Speaking of butterflies, here is a smaller one with the same colour scheme, different pattern, the Pearl Crescent.  Its caterpillars like daisies but I’m sure they’ll stick to the wild ones and not munch on my Gaillardia and Painted Daisies.

Pearl Crescent Butterfly
Pearl Crescent Butterfly

Finally, here are some birds displaying poor table manners.

Table manners
Table manners

The red-winged blackbird always gets its way, even though other birds are bigger.  The middle bird is the female – they are nesting in the bulrushes next door.  The mourning dove usually raises one wing to tell other birds to leave while it is feeding – it is second in the pecking order at our feeder, but the tactic doesn’t impress the blackbirds so it had to leave until they were done.

 

 

 

 

Drought creates bonsai Tomato

Bonsai tomatoes and butterflies

Some people go to great lengths to grow bonsai trees.  A combination of my sand/gravel soil on the Oak Ridges Moraine, and a lack of water all summer led to this bonsai tomato plant.  The fruit on this variety are supposed to be regular 7cm (3″) tomatoes, not cherries.

Bonsai Tomato
Bonsai Tomato

Since we get our drinking water from a well, I don’t water the garden from it; I use a jet pump in the nearby creek.  That means not much watering as it takes time using a hose by hand; sprinklers restrict the volume too much on my small pump, so I only water in case of near-death.  Last year, my tomatoes were 1.5m high (5′).  Luckily, I started a few really early indoors – January – so they fruited early and I have had enough for the table, though none for hot sauce and in any case my habañero peppers didn’t grow at all.

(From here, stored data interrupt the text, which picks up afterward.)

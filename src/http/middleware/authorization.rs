//! Bearer-token authorization interceptor.
//!
//! # Responsibilities
//! - Extract the bearer token from `Authorization`
//! - Resolve it through a [`TokenIntrospector`]
//! - Reject inactive tokens, or propagate the subject downstream
//!
//! # Design Decisions
//! - The downstream identity header is always removed first, so a client
//!   cannot assert an identity on a protected route
//! - Introspection failures answer 500, missing or inactive tokens 401.
//!   Rejections are recorded once, by the access log, from the error class
//! - Tokens are never logged

use std::sync::Arc;

use axum::{
    body::Body,
    http::{header, HeaderMap, HeaderName, HeaderValue, Request},
    response::{IntoResponse, Response},
};
use futures_util::future::{BoxFuture, FutureExt};
use tracing::{Instrument, Span};

use crate::auth::{IntrospectionError, IntrospectionResult, TokenIntrospector};
use crate::error::GatewayError;
use crate::http::middleware::{Interceptor, Next};
use crate::http::request::{RequestContext, Subject};
use crate::observability::metrics;

const BEARER: &str = "Bearer ";

pub struct Authorizer {
    realm: String,
    introspector: Arc<dyn TokenIntrospector>,
    identity_header: HeaderName,
    span: Span,
}

impl Authorizer {
    pub fn new(
        realm: impl Into<String>,
        introspector: Arc<dyn TokenIntrospector>,
        identity_header: HeaderName,
        span: Span,
    ) -> Self {
        Self {
            realm: realm.into(),
            introspector,
            identity_header,
            span,
        }
    }

    pub fn realm(&self) -> &str {
        &self.realm
    }

    /// Resolve the request's credentials to an active introspection result.
    pub async fn authorize(&self, headers: &HeaderMap) -> Result<IntrospectionResult, GatewayError> {
        let token = bearer_token(headers).ok_or(GatewayError::MissingBearer)?;

        let result = match self.introspector.introspect(token).await {
            Ok(result) => result,
            Err(e) => {
                metrics::record_introspection(&self.realm, "error");
                return Err(e.into());
            }
        };

        if !result.active {
            metrics::record_introspection(&self.realm, "inactive");
            return Err(GatewayError::TokenInactive);
        }
        if result.subject.is_empty() {
            metrics::record_introspection(&self.realm, "error");
            return Err(IntrospectionError::MissingSubject.into());
        }

        metrics::record_introspection(&self.realm, "active");
        Ok(result)
    }

    fn challenge(&self, error: GatewayError) -> Response {
        let challenge = match error {
            GatewayError::TokenInactive => {
                format!(r#"Bearer realm="{}", error="invalid_token""#, self.realm)
            }
            _ => format!(r#"Bearer realm="{}""#, self.realm),
        };
        let mut response = error.into_response();
        if let Ok(value) = HeaderValue::from_str(&challenge) {
            response.headers_mut().insert(header::WWW_AUTHENTICATE, value);
        }
        response
    }

    async fn handle(&self, request: Request<Body>, next: Next<'_>) -> Response {
        let (mut parts, body) = request.into_parts();
        parts.headers.remove(&self.identity_header);

        let verdict = match self.authorize(&parts.headers).await {
            Ok(verdict) => verdict,
            Err(e @ (GatewayError::MissingBearer | GatewayError::TokenInactive)) => {
                return self.challenge(e);
            }
            Err(e) => return e.into_response(),
        };

        let Ok(identity) = HeaderValue::from_str(&verdict.subject) else {
            return GatewayError::from(IntrospectionError::MissingSubject).into_response();
        };
        parts.headers.insert(self.identity_header.clone(), identity);
        if let Some(ctx) = parts.extensions.get_mut::<RequestContext>() {
            ctx.subject = Some(verdict.subject.clone());
        }
        tracing::debug!(realm = %self.realm, subject = %verdict.subject, "Token active");

        let mut response = next.run(Request::from_parts(parts, body)).await;
        response.extensions_mut().insert(Subject(verdict.subject));
        response
    }
}

impl Interceptor for Authorizer {
    fn intercept<'a>(&'a self, request: Request<Body>, next: Next<'a>) -> BoxFuture<'a, Response> {
        self.handle(request, next)
            .instrument(self.span.clone())
            .boxed()
    }
}

/// The token of a `Bearer` credential. The scheme match is case-sensitive.
pub fn bearer_token(headers: &HeaderMap) -> Option<&str> {
    headers
        .get(header::AUTHORIZATION)?
        .to_str()
        .ok()?
        .strip_prefix(BEARER)
        .map(str::trim)
        .filter(|token| !token.is_empty())
}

My veggie garden definitely needs more manure.  My flower garden has a bit more compost and manure in it so it holds a bit more moisture.  Here are a couple of butterflies, which add bonus colour to the flowers.

Aphrodite Fritillary
Aphrodite Fritillary on Zinnia

For those who don’t know, but do care, note the club on the end of the antennae – this is the mark of a true butterfly, as well as the tendency to fold the wings flat and vertically.  Moths fold their wings flat and have a variety of antennae, often feathery.

The Frittilaries and other related types also appear to have only four legs – the front legs are smaller and used as sense organs, to “taste” whatever they land on.  Monarchs are also in this family.

I think this one is an Aphrodite frittillary, but not 100% sure as many fritillaries are quite similar and there is quite a bit of variation between species.  And as it’s still over $1,000 to sequence a genome, we’re not yet at the stage of a kitchen species-identifier.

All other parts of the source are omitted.